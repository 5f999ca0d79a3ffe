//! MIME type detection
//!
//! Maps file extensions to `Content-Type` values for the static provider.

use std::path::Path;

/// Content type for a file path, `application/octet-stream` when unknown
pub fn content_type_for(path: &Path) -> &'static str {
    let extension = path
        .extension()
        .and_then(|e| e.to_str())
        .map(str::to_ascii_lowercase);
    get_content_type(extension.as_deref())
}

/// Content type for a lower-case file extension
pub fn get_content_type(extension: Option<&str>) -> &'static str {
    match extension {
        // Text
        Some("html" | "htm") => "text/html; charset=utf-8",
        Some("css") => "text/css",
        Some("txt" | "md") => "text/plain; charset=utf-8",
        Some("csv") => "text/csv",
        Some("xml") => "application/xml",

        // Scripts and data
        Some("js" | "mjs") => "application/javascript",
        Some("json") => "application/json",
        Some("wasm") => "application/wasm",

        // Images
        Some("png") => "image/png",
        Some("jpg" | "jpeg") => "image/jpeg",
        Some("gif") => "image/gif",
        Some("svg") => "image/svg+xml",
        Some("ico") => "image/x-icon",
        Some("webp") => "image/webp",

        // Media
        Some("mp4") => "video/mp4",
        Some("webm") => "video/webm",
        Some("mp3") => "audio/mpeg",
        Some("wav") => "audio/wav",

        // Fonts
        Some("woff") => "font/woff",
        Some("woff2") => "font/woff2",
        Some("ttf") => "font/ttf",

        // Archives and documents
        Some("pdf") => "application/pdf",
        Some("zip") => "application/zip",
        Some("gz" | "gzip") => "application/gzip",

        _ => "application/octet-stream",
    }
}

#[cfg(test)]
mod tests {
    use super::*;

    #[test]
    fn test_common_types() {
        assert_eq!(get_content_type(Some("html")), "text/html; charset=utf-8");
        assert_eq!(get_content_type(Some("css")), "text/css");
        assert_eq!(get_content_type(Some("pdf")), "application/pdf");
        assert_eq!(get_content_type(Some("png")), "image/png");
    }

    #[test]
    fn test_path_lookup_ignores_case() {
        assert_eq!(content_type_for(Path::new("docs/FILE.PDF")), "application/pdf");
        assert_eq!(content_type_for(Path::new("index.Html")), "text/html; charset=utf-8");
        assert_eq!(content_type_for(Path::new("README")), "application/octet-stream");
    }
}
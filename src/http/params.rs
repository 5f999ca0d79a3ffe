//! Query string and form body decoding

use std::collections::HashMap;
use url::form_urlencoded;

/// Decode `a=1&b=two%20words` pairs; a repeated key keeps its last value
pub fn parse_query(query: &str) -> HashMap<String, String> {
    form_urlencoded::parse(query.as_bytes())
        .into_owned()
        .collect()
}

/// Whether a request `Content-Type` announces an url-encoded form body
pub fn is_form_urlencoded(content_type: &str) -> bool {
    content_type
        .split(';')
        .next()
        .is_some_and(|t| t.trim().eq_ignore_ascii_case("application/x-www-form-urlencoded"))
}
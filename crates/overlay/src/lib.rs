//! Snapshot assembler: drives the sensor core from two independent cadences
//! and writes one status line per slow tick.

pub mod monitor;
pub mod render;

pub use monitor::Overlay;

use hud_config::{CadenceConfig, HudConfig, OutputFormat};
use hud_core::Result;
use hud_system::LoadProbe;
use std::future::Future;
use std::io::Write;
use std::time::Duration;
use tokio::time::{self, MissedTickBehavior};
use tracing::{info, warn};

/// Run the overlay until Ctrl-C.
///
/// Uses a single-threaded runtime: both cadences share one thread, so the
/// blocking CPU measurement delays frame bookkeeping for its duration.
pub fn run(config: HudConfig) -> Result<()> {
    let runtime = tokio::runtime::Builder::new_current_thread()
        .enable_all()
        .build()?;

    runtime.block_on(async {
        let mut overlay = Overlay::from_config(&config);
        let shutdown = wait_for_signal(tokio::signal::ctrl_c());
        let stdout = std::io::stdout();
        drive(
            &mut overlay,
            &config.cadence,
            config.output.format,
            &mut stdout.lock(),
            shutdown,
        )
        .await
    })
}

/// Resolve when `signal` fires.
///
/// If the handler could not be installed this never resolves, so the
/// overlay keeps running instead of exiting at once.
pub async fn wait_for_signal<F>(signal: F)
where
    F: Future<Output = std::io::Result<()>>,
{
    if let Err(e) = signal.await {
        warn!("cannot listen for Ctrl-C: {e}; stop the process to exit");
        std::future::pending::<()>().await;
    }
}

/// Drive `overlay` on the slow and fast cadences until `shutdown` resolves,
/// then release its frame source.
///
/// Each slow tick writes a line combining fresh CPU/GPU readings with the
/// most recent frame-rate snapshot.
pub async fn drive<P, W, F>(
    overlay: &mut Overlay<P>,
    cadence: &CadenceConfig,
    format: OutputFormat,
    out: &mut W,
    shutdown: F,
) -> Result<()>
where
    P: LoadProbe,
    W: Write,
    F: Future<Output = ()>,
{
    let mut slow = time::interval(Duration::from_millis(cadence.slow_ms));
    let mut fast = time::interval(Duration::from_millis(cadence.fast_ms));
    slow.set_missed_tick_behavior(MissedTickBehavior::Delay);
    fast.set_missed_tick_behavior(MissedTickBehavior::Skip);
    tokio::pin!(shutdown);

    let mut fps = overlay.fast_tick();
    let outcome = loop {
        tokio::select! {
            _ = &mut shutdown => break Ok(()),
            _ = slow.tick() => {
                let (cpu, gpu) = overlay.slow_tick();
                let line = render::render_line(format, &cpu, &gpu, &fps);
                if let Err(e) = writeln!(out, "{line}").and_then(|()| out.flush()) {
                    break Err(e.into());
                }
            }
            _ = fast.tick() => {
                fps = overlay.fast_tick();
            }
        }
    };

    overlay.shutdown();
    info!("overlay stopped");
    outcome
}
+++++
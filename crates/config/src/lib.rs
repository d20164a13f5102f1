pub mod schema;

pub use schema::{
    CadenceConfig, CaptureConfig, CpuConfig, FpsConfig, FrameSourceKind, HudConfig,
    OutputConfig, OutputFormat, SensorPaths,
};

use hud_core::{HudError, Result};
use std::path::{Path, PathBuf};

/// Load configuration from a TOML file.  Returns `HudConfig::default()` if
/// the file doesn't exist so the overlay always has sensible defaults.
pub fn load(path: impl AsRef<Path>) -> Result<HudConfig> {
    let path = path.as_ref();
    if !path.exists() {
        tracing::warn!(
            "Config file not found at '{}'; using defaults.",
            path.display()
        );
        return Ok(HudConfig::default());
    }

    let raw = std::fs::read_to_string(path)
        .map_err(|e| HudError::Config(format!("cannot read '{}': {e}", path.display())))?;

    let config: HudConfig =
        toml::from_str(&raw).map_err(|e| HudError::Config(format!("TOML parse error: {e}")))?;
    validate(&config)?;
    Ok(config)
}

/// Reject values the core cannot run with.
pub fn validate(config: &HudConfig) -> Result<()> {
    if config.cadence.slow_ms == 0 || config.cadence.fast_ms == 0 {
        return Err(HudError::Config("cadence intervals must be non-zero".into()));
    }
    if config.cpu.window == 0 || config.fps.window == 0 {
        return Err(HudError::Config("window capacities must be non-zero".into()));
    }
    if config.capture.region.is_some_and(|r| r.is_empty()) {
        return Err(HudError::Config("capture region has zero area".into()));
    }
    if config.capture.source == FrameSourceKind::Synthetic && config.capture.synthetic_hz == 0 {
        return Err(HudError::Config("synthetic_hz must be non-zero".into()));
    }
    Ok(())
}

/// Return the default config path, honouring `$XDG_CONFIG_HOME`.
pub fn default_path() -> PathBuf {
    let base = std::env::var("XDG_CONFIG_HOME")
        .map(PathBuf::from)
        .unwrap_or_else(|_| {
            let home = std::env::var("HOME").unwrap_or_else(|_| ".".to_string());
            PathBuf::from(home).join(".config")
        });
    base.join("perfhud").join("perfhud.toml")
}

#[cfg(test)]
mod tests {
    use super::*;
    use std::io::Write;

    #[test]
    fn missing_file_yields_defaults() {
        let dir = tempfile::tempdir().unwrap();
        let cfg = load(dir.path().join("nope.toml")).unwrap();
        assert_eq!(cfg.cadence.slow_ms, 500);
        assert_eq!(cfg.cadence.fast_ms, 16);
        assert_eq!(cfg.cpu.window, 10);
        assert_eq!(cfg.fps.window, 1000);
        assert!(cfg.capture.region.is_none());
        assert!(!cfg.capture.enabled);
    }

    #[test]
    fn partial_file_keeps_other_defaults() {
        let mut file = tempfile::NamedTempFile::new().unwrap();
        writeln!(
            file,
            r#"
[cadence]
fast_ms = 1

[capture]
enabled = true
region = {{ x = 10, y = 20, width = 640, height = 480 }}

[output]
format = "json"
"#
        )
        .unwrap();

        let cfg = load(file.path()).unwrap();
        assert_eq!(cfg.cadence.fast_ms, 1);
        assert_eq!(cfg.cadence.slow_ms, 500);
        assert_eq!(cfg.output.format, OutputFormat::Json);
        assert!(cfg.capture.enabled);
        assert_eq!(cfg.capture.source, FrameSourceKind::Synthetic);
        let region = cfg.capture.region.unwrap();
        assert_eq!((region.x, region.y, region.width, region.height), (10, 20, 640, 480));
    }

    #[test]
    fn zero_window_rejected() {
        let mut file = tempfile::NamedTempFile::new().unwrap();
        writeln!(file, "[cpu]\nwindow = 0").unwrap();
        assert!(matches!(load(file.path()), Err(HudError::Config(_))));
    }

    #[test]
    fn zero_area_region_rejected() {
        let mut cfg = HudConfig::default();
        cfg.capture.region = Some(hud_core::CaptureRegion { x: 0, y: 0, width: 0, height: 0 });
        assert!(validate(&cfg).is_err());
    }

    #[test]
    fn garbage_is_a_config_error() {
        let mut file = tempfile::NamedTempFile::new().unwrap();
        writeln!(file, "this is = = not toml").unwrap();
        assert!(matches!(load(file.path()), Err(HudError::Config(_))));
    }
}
+++++
### What is being asked
Copy out only the lines above from the one with "MIME type detection" to the one with "pub fn get_content_type(extension: Option<&str>)", inclusive, exactly as they stand.

### Finished exercise
//! MIME type detection
//!
//! Maps file extensions to `Content-Type` values for the static provider.

use std::path::Path;

/// Content type for a file path, `application/octet-stream` when unknown
pub fn content_type_for(path: &Path) -> &'static str {
    let extension = path
        .extension()
        .and_then(|e| e.to_str())
        .map(str::to_ascii_lowercase);
    get_content_type(extension.as_deref())
}

/// Content type for a lower-case file extension
pub fn get_content_type(extension: Option<&str>) -> &'static str {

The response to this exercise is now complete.